Renting Property In Canada

Renting Property In Canada
Even though Canada has a high rate of home ownership (68 per cent), almost everyone rents before they buy. Renting is a common part of Canadian society, from major urban centres like Toronto to tiny hamlets upcountry. The process is easy and requires little more from the renter than cash and a good reputation.

There are a few different ways you can search for a rental unit in Canada. If you are unfamiliar with the city, it can help to enlist the services of a property management firm. These outfits work with a list of landlords who notify them whenever one of their properties is available for rent. The agents then show prospective renters a few properties and help arrange the rental agreement.

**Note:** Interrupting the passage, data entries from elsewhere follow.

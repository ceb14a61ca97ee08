//! Common test utilities for engine integration tests.

pub mod engine;
pub mod faulty;
pub mod racing;

#[allow(unused_imports)]
pub use engine::*;
#[allow(unused_imports)]
pub use faulty::*;
#[allow(unused_imports)]
pub use racing::*;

Using one of these rental agencies does not cost the renter anything. If you are familiar with your town, you may be able to find a suitable place to rent simply by driving around a neighbourhood you would like to live in. Many landlords place a sign on the front of the property announcing when it is available for rent. You can call the landlord and arrange for a viewing yourself.

In Canada, the local newspaper is still another avenue to finding a rental unit, though increasingly this service is moving online to websites like Craigslist. When you find a rental unit you like, you will need to negotiate the terms of the lease. This includes the main factors of the monthly rental rate, the amount of deposit and the length of the lease.

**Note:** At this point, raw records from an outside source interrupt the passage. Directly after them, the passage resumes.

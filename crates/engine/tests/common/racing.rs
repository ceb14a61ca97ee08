//! A metadata store wrapper that injects interleavings the scheduler would
//! otherwise make rare.

use async_trait::async_trait;
use std::sync::Arc;
use std::sync::Mutex;
use std::sync::atomic::{AtomicBool, AtomicUsize, Ordering};
use tokio::sync::{Barrier, Notify};
use uuid::Uuid;
use vault_metadata::{
    MetadataResult, MetadataStore, OwnerUsage, PayloadRepo, PayloadRow, PayloadStats,
    ReferenceRepo, ReferenceRow, UnlinkOutcome,
};

/// Delegates to an inner store, except that:
/// - the first `forced_misses` hash lookups report "not found", each waiting
///   on a shared barrier so that every racer has missed before any creates;
/// - a queued stale row is returned once from the next hash lookup.
pub struct RacingStore {
    inner: Arc<dyn MetadataStore>,
    forced_misses: AtomicUsize,
    barrier: Option<Barrier>,
    stale: Mutex<Option<PayloadRow>>,
}

#[allow(dead_code)]
impl RacingStore {
    pub fn new(inner: Arc<dyn MetadataStore>) -> Self {
        Self {
            inner,
            forced_misses: AtomicUsize::new(0),
            barrier: None,
            stale: Mutex::new(None),
        }
    }

    /// Make the first `racers` lookups miss and rendezvous.
    pub fn with_forced_misses(mut self, racers: usize) -> Self {
        self.forced_misses = AtomicUsize::new(racers);
        self.barrier = Some(Barrier::new(racers));
        self
    }

    /// Return `row` from the next hash lookup, as if read just before a
    /// concurrent delete.
    pub fn with_stale_payload(self, row: PayloadRow) -> Self {
        *self.stale.lock().unwrap() = Some(row);
        self
    }

    fn take_forced_miss(&self) -> bool {
        self.forced_misses
            .fetch_update(Ordering::SeqCst, Ordering::SeqCst, |n| n.checked_sub(1))
            .is_ok()
    }
}

#[async_trait]
impl PayloadRepo for RacingStore {
    async fn get_by_hash(&self, content_hash: &str) -> MetadataResult<Option<PayloadRow>> {
        if self.take_forced_miss() {
            if let Some(barrier) = &self.barrier {
                barrier.wait().await;
            }
            return Ok(None);
        }
        if let Some(stale) = self.stale.lock().unwrap().take() {
            return Ok(Some(stale));
        }
        self.inner.get_by_hash(content_hash).await
    }

    async fn get_payload(&self, payload_id: Uuid) -> MetadataResult<Option<PayloadRow>> {
        self.inner.get_payload(payload_id).await
    }

    async fn create_unique_payload(
        &self,
        payload: &PayloadRow,
        first_reference: &ReferenceRow,
    ) -> MetadataResult<()> {
        self.inner
            .create_unique_payload(payload, first_reference)
            .await
    }

    async fn increment_and_link(&self, reference: &ReferenceRow) -> MetadataResult<i64> {
        self.inner.increment_and_link(reference).await
    }

    async fn get_stats(&self) -> MetadataResult<PayloadStats> {
        self.inner.get_stats().await
    }
}

#[async_trait]
impl ReferenceRepo for RacingStore {
    async fn get_reference(&self, reference_id: Uuid) -> MetadataResult<Option<ReferenceRow>> {
        self.inner.get_reference(reference_id).await
    }

    async fn get_reference_owner(&self, reference_id: Uuid) -> MetadataResult<Option<String>> {
        self.inner.get_reference_owner(reference_id).await
    }

    async fn list_references(&self, owner_id: &str) -> MetadataResult<Vec<ReferenceRow>> {
        self.inner.list_references(owner_id).await
    }

    async fn unlink_and_decrement(&self, reference_id: Uuid) -> MetadataResult<UnlinkOutcome> {
        self.inner.unlink_and_decrement(reference_id).await
    }

    async fn get_owner_usage(&self, owner_id: &str) -> MetadataResult<OwnerUsage> {
        self.inner.get_owner_usage(owner_id).await
    }
}

#[async_trait]
impl MetadataStore for RacingStore {
    async fn migrate(&self) -> MetadataResult<()> {
        self.inner.migrate().await
    }

    async fn health_check(&self) -> MetadataResult<()> {
        self.inner.health_check().await
    }

    fn backend_name(&self) -> &'static str {
        "racing"
    }
}

/// Pauses a deletion between its metadata commit and its blob cleanup.
///
/// Once armed, `unlink_and_decrement` commits, signals `wait_unlinked` and
/// then blocks until released. With `hold_create`, the next payload insert
/// releases the deletion itself and blocks until `release_create`, so the
/// whole cleanup runs between a re-upload's blob commit and its insert.
pub struct GatedStore {
    inner: Arc<dyn MetadataStore>,
    hold_create: bool,
    armed: AtomicBool,
    create_armed: AtomicBool,
    unlinked: Notify,
    unlink_release: Notify,
    create_release: Notify,
}

#[allow(dead_code)]
impl GatedStore {
    pub fn new(inner: Arc<dyn MetadataStore>, hold_create: bool) -> Self {
        Self {
            inner,
            hold_create,
            armed: AtomicBool::new(false),
            create_armed: AtomicBool::new(false),
            unlinked: Notify::new(),
            unlink_release: Notify::new(),
            create_release: Notify::new(),
        }
    }

    pub fn arm(&self) {
        self.armed.store(true, Ordering::SeqCst);
        self.create_armed.store(self.hold_create, Ordering::SeqCst);
    }

    pub async fn wait_unlinked(&self) {
        self.unlinked.notified().await;
    }

    pub fn release_unlink(&self) {
        self.unlink_release.notify_one();
    }

    pub fn release_create(&self) {
        self.create_release.notify_one();
    }
}

#[async_trait]
impl PayloadRepo for GatedStore {
    async fn get_by_hash(&self, content_hash: &str) -> MetadataResult<Option<PayloadRow>> {
        self.inner.get_by_hash(content_hash).await
    }

    async fn get_payload(&self, payload_id: Uuid) -> MetadataResult<Option<PayloadRow>> {
        self.inner.get_payload(payload_id).await
    }

    async fn create_unique_payload(
        &self,
        payload: &PayloadRow,
        first_reference: &ReferenceRow,
    ) -> MetadataResult<()> {
        if self.create_armed.swap(false, Ordering::SeqCst) {
            self.unlink_release.notify_one();
            self.create_release.notified().await;
        }
        self.inner
            .create_unique_payload(payload, first_reference)
            .await
    }

    async fn increment_and_link(&self, reference: &ReferenceRow) -> MetadataResult<i64> {
        self.inner.increment_and_link(reference).await
    }

    async fn get_stats(&self) -> MetadataResult<PayloadStats> {
        self.inner.get_stats().await
    }
}

#[async_trait]
impl ReferenceRepo for GatedStore {
    async fn get_reference(&self, reference_id: Uuid) -> MetadataResult<Option<ReferenceRow>> {
        self.inner.get_reference(reference_id).await
    }

    async fn get_reference_owner(&self, reference_id: Uuid) -> MetadataResult<Option<String>> {
        self.inner.get_reference_owner(reference_id).await
    }

    async fn list_references(&self, owner_id: &str) -> MetadataResult<Vec<ReferenceRow>> {
        self.inner.list_references(owner_id).await
    }

    async fn unlink_and_decrement(&self, reference_id: Uuid) -> MetadataResult<UnlinkOutcome> {
        let outcome = self.inner.unlink_and_decrement(reference_id).await?;
        if self.armed.swap(false, Ordering::SeqCst) {
            self.unlinked.notify_one();
            self.unlink_release.notified().await;
        }
        Ok(outcome)
    }

    async fn get_owner_usage(&self, owner_id: &str) -> MetadataResult<OwnerUsage> {
        self.inner.get_owner_usage(owner_id).await
    }
}

#[async_trait]
impl MetadataStore for GatedStore {
    async fn migrate(&self) -> MetadataResult<()> {
        self.inner.migrate().await
    }

    async fn health_check(&self) -> MetadataResult<()> {
        self.inner.health_check().await
    }

    fn backend_name(&self) -> &'static str {
        "gated"
    }
}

Most rentals in Canada offer a one-year lease. This can easily be renewed each year as long as everyone involved is happy. Occasionally shorter leases are available such as six months, but it is likely you will pay a higher monthly rate for the privilege. Month-to-month rentals are also possible but they always incur the highest monthly rates.

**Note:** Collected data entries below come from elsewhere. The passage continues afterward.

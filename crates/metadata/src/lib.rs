//! Metadata repository for the vault blob store.
//!
//! This crate tracks:
//! - Unique payloads, one per content hash, with their reference counts
//! - Logical references held by owners
//!
//! Count mutations are single short transactions: creating a payload with
//! its first reference, incrementing while linking a reference, and
//! unlinking while decrementing (deleting the payload on its last holder).

pub mod error;
pub mod models;
pub mod postgres;
pub mod repos;
pub mod store;

pub use error::{MetadataError, MetadataResult};
pub use models::{OwnerUsage, PayloadRow, PayloadStats, ReferenceRow, UnlinkOutcome};
pub use postgres::PostgresStore;
pub use repos::{PayloadRepo, ReferenceRepo};
pub use store::{MetadataStore, SqliteStore};

use std::sync::Arc;
use vault_core::config::MetadataConfig;

/// Create a metadata store from configuration.
pub async fn from_config(config: &MetadataConfig) -> MetadataResult<Arc<dyn MetadataStore>> {
    config.validate().map_err(MetadataError::Config)?;

    match config {
        MetadataConfig::Sqlite {
            path,
            busy_timeout_secs,
        } => {
            let store = SqliteStore::new(path, *busy_timeout_secs).await?;
            Ok(Arc::new(store) as Arc<dyn MetadataStore>)
        }
        MetadataConfig::Postgres {
            url,
            host,
            port,
            username,
            password,
            database,
            ssl_mode,
            max_connections,
            statement_timeout_ms,
        } => {
            let store = if let Some(url) = url {
                // URL takes precedence over individual fields
                tracing::info!("Connecting to PostgreSQL using connection URL");
                PostgresStore::from_url(url, *max_connections, *statement_timeout_ms).await?
            } else if let (Some(host), Some(database)) = (host.as_ref(), database.as_ref()) {
                PostgresStore::from_params(
                    host,
                    port.unwrap_or(5432),
                    username.as_deref(),
                    password.as_deref(),
                    database,
                    *ssl_mode,
                    *max_connections,
                    *statement_timeout_ms,
                )
                .await?
            } else {
                return Err(MetadataError::Config(
                    "postgres config requires either 'url' or 'host' + 'database'".to_string(),
                ));
            };
            Ok(Arc::new(store) as Arc<dyn MetadataStore>)
        }
    }
}
//! Core domain types and shared logic for the vault blob store.
//!
//! This crate defines the canonical data model used across all other crates:
//! - Content hashes and incremental hashing
//! - Media type sniffing from a bounded content prefix
//! - Shared configuration for storage, metadata and the engine

pub mod config;
pub mod error;
pub mod hash;
pub mod media_type;

pub use error::{Error, Result};
pub use hash::{ContentHash, ContentHasher};
pub use media_type::{MediaType, sniff};

/// Number of leading bytes inspected when sniffing a media type.
pub const DEFAULT_SNIFF_LEN: usize = 512;

/// Default buffer size for streaming payloads: 64 KiB
pub const DEFAULT_STREAM_BUFFER_SIZE: usize = 64 * 1024;

/// Smallest accepted streaming buffer: 4 KiB
pub const MIN_STREAM_BUFFER_SIZE: usize = 4 * 1024;

/// Largest accepted streaming buffer: 8 MiB
pub const MAX_STREAM_BUFFER_SIZE: usize = 8 * 1024 * 1024;
impl FilesystemBackend {
    /// Create a new filesystem backend staging under `<root>/tmp`.
    pub async fn new(root: impl AsRef<Path>) -> StorageResult<Self> {
        let root = root.as_ref().to_path_buf();
        let staging = root.join(DEFAULT_STAGING_DIR);
        Self::with_staging(root, staging).await
    }

    /// Create a new filesystem backend with an explicit staging directory.
    pub async fn with_staging(
        root: impl AsRef<Path>,
        staging: impl AsRef<Path>,
    ) -> StorageResult<Self> {
        let root = root.as_ref().to_path_buf();
        let staging = staging.as_ref().to_path_buf();
        fs::create_dir_all(&root).await?;
        fs::create_dir_all(&staging).await?;
        Ok(Self { root, staging })
    }

    /// Root directory of committed blobs.
    pub fn root(&self) -> &Path {
        &self.root
    }

    /// Directory holding staging files.
    pub fn staging_dir(&self) -> &Path {
        &self.staging
    }

    /// Full path for a blob key. Only well-formed blob keys resolve, so a key
    /// can never name anything outside its shard directory.
    fn blob_path(&self, location: &str) -> StorageResult<PathBuf> {
        parse_blob_key(location)?;
        Ok(self.root.join(location))
    }

    fn quarantine_path(&self, blob: &QuarantinedBlob) -> StorageResult<PathBuf> {
        let path = self.blob_path(blob.location())?;
        let name = format!(
            "{}.quarantine.{}",
            path.file_name().map(|n| n.to_string_lossy()).unwrap_or_default(),
            blob.token()
        );
        Ok(path.with_file_name(name))
    }

    fn staging_path(&self, temp: &TempLocation) -> PathBuf {
        self.staging.join(temp.as_str())
    }

    /// Sibling temp name next to `path`, on the same device as the destination.
    fn sibling_temp(path: &Path) -> PathBuf {
        let temp_name = format!(".tmp.{}", Uuid::new_v4());
        path.with_file_name(
            path.file_name()
                .map(|n| format!("{}{}", n.to_string_lossy(), temp_name))
                .unwrap_or_else(|| temp_name.clone()),
        )
    }

    /// Ensure parent directory exists.
    async fn ensure_parent(&self, path: &Path) -> StorageResult<()> {
        if let Some(parent) = path.parent() {
            fs::create_dir_all(parent).await?;
        }
        Ok(())
    }

    async fn remove_sibling(sibling: &Path) {
        if let Err(err) = fs::remove_file(sibling).await
            && err.kind() != std::io::ErrorKind::NotFound
        {
            warn!(
                path = %sibling.display(),
                error = %err,
                "Failed to remove sibling temp file"
            );
        }
    }

    /// Hard-link the staging file to a sibling temp at the destination and
    /// rename that into place. The staging file keeps its own link.
    async fn link_into_place(source: &Path, dest: &Path) -> std::io::Result<()> {
        let sibling = Self::sibling_temp(dest);
        fs::hard_link(source, &sibling).await?;
        if let Err(err) = fs::rename(&sibling, dest).await {
            Self::remove_sibling(&sibling).await;
            return Err(err);
        }
        Ok(())
    }

    /// Commit path for when the staging area and the destination are on
    /// different devices: copy into a sibling temp at the destination while
    /// re-hashing, fsync, verify, then rename into place. The source stays.
    async fn commit_by_copy(
        &self,
        source: &Path,
        dest: &Path,
        hash: &ContentHash,
    ) -> StorageResult<()> {
        let sibling = Self::sibling_temp(dest);
        let result = Self::copy_verified(source, &sibling, hash).await;
        if let Err(err) = result {
            Self::remove_sibling(&sibling).await;
            return Err(err);
        }

        if let Err(err) = fs::rename(&sibling, dest).await {
            Self::remove_sibling(&sibling).await;
            return Err(err.into());
        }
        Ok(())
    }

    async fn copy_verified(source: &Path, dest: &Path, hash: &ContentHash) -> StorageResult<()> {
        let mut reader = fs::File::open(source).await?;
        let mut writer = fs::File::create(dest).await?;
        let mut hasher = ContentHash::hasher();
        let mut buf = vec![0u8; STREAM_CHUNK_SIZE];
        loop {
            let n = reader.read(&mut buf).await?;
            if n == 0 {
                break;
            }
            hasher.update(&buf[..n]);
            writer.write_all(&buf[..n]).await?;
        }
        writer.sync_all().await?;
        hasher.finalize().verify(hash)?;
        Ok(())
    }
}

#[async_trait]
impl BlobStore for FilesystemBackend {
    #[instrument(skip(self), fields(backend = "filesystem"))]
    async fn stage(&self) -> StorageResult<Box<dyn StagingUpload>> {
        let temp = TempLocation::generate();
        let path = self.staging_path(&temp);
        let file = fs::OpenOptions::new()
            .write(true)
            .create_new(true)
            .open(&path)
            .await?;

        Ok(Box::new(FilesystemUpload {
            file,
            temp,
            path,
            bytes_written: 0,
        }))
    }

    #[instrument(skip(self), fields(backend = "filesystem", content_hash = %hash))]
    async fn commit(&self, temp: &TempLocation, hash: &ContentHash) -> StorageResult<String> {
        let source = self.staging_path(temp);
        let key = blob_key(hash);
        let dest = self.root.join(&key);
        self.ensure_parent(&dest).await?;

        match Self::link_into_place(&source, &dest).await {
            Ok(()) => {}
            Err(err)
                if matches!(
                    err.kind(),
                    std::io::ErrorKind::CrossesDevices | std::io::ErrorKind::Unsupported
                ) =>
            {
                debug!(error = %err, "Cannot link staging file into place, committing by copy");
                self.commit_by_copy(&source, &dest, hash).await?;
            }
            Err(err) => return Err(StorageError::from_io(err, temp.as_str())),
        }

        Ok(key)
    }

    #[instrument(skip(self), fields(backend = "filesystem"))]
    async fn discard(&self, temp: &TempLocation) -> StorageResult<()> {
        match fs::remove_file(self.staging_path(temp)).await {
            Ok(()) => Ok(()),
            Err(err) if err.kind() == std::io::ErrorKind::NotFound => Ok(()),
            Err(err) => Err(StorageError::Io(err)),
        }
    }

    #[instrument(skip(self), fields(backend = "filesystem"))]
    async fn exists(&self, location: &str) -> StorageResult<bool> {
        let path = self.blob_path(location)?;
        fs::try_exists(&path).await.map_err(StorageError::Io)
    }

    #[instrument(skip(self), fields(backend = "filesystem"))]
    async fn head(&self, location: &str) -> StorageResult<ObjectMeta> {
        let path = self.blob_path(location)?;
        let metadata = fs::metadata(&path)
            .await
            .map_err(|e| StorageError::from_io(e, location))?;

        Ok(ObjectMeta {
            size: metadata.len(),
            last_modified: metadata.modified().ok().map(|t| t.into()),
        })
    }

    #[instrument(skip(self), fields(backend = "filesystem"))]
    async fn read(&self, location: &str) -> StorageResult<Bytes> {
        let path = self.blob_path(location)?;
        let data = fs::read(&path)
            .await
            .map_err(|e| StorageError::from_io(e, location))?;
        Ok(Bytes::from(data))
    }

    #[instrument(skip(self), fields(backend = "filesystem"))]
    async fn open(&self, location: &str) -> StorageResult<ByteStream> {
        let path = self.blob_path(location)?;
        let file = fs::File::open(&path)
            .await
            .map_err(|e| StorageError::from_io(e, location))?;

        // Stream the file in chunks instead of loading entirely into memory
        let stream = async_stream::try_stream! {
            let mut file = file;
            let mut buf = vec![0u8; STREAM_CHUNK_SIZE];
            loop {
                let n = file.read(&mut buf).await?;
                if n == 0 {
                    break;
                }
                yield Bytes::copy_from_slice(&buf[..n]);
            }
        };

        Ok(Box::pin(stream))
    }

    #[instrument(skip(self), fields(backend = "filesystem"))]
    async fn remove(&self, location: &str) -> StorageResult<()> {
        let path = self.blob_path(location)?;
        fs::remove_file(&path)
            .await
            .map_err(|e| StorageError::from_io(e, location))?;
        Ok(())
    }

    #[instrument(skip(self), fields(backend = "filesystem"))]
    async fn quarantine(&self, location: &str) -> StorageResult<QuarantinedBlob> {
        let path = self.blob_path(location)?;
        let blob = QuarantinedBlob::new(location);
        fs::rename(&path, self.quarantine_path(&blob)?)
            .await
            .map_err(|e| StorageError::from_io(e, location))?;
        Ok(blob)
    }

    #[instrument(skip(self), fields(backend = "filesystem", location = blob.location()))]
    async fn restore(&self, blob: &QuarantinedBlob) -> StorageResult<()> {
        let dest = self.blob_path(blob.location())?;
        fs::rename(self.quarantine_path(blob)?, &dest)
            .await
            .map_err(|e| StorageError::from_io(e, blob.location()))?;
        Ok(())
    }

    #[instrument(skip(self), fields(backend = "filesystem", location = blob.location()))]
    async fn purge(&self, blob: &QuarantinedBlob) -> StorageResult<()> {
        match fs::remove_file(self.quarantine_path(blob)?).await {
            Ok(()) => Ok(()),
            Err(err) if err.kind() == std::io::ErrorKind::NotFound => Ok(()),
            Err(err) => Err(StorageError::Io(err)),
        }
    }

    #[instrument(skip(self), fields(backend = "filesystem"))]
    async fn sweep_staging(&self, older_than: Duration) -> StorageResult<u64> {
        let cutoff = SystemTime::now()
            .checked_sub(older_than)
            .unwrap_or(SystemTime::UNIX_EPOCH);
        let mut removed = 0u64;

        let mut entries = fs::read_dir(&self.staging).await?;
        while let Some(entry) = entries.next_entry().await? {
            let name = entry.file_name();
            if !name.to_string_lossy().starts_with(STAGING_PREFIX) {
                continue;
            }
            // Ignore directories and symlinks
            let file_type = entry.file_type().await?;
            if !file_type.is_file() {
                continue;
            }
            let modified = entry.metadata().await?.modified()?;
            if modified > cutoff {
                continue;
            }
            match fs::remove_file(entry.path()).await {
                Ok(()) => removed += 1,
                // Committed or discarded concurrently
                Err(err) if err.kind() == std::io::ErrorKind::NotFound => {}
                Err(err) => return Err(StorageError::Io(err)),
            }
        }

        debug!(removed, "Swept staging area");
        Ok(removed)
    }

    fn backend_name(&self) -> &'static str {
        "filesystem"
    }

    #[instrument(skip(self), fields(backend = "filesystem"))]
    async fn health_check(&self) -> StorageResult<()> {
        for dir in [&self.root, &self.staging] {
            let metadata = fs::metadata(dir).await.map_err(|e| {
                StorageError::Io(std::io::Error::new(
                    e.kind(),
                    format!("storage directory not accessible: {e}"),
                ))
            })?;

            if !metadata.is_dir() {
                return Err(StorageError::Io(std::io::Error::new(
                    std::io::ErrorKind::NotADirectory,
                    format!("not a directory: {}", dir.display()),
                )));
            }
        }

        Ok(())
    }
}

/// Staging upload for filesystem backend.
struct FilesystemUpload {
    file: fs::File,
    temp: TempLocation,
    path: PathBuf,
    bytes_written: u64,
}

#[async_trait]
impl StagingUpload for FilesystemUpload {
    fn temp(&self) -> &TempLocation {
        &self.temp
    }

    async fn write(&mut self, data: Bytes) -> StorageResult<()> {
        self.file.write_all(&data).await?;
        self.bytes_written += data.len() as u64;
        Ok(())
    }

    async fn finish(self: Box<Self>) -> StorageResult<TempLocation> {
        // Ensure all data is flushed to disk before the file can be committed
        self.file.sync_all().await?;
        debug!(
            temp = %self.temp,
            bytes = self.bytes_written,
            "Staging file complete"
        );
        Ok(self.temp)
    }

    async fn abort(self: Box<Self>) -> StorageResult<()> {
        drop(self.file);
        if let Err(err) = fs::remove_file(&self.path).await
            && err.kind() != std::io::ErrorKind::NotFound
        {
            warn!(
                temp = %self.temp,
                error = %err,
                "Failed to remove aborted staging file"
            );
        }
        Ok(())
    }
}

The deposit is usually two months rent. This will be returned to you in full if you don't damage the property. It's a good idea to speak clearly and candidly with the landlord before signing a lease about the deposit and what he considers normal wear and tear on the property. Deposits tend to be large amounts of money, so it's important you get that back when you move out.

Other things to work out with your landlord in the lease include the maintenance (if any) provided by the owner, whether pets are allowed and if the landlord will withhold any of the deposit for cleaning when you move out. Normally, if you leave the property in the same condition you found it, you can expect to get your full deposit promptly refunded. One advantage to using a property management firm as an intermediary is it's less likely you will have problems with the owner over property damages and other issues with the deposit.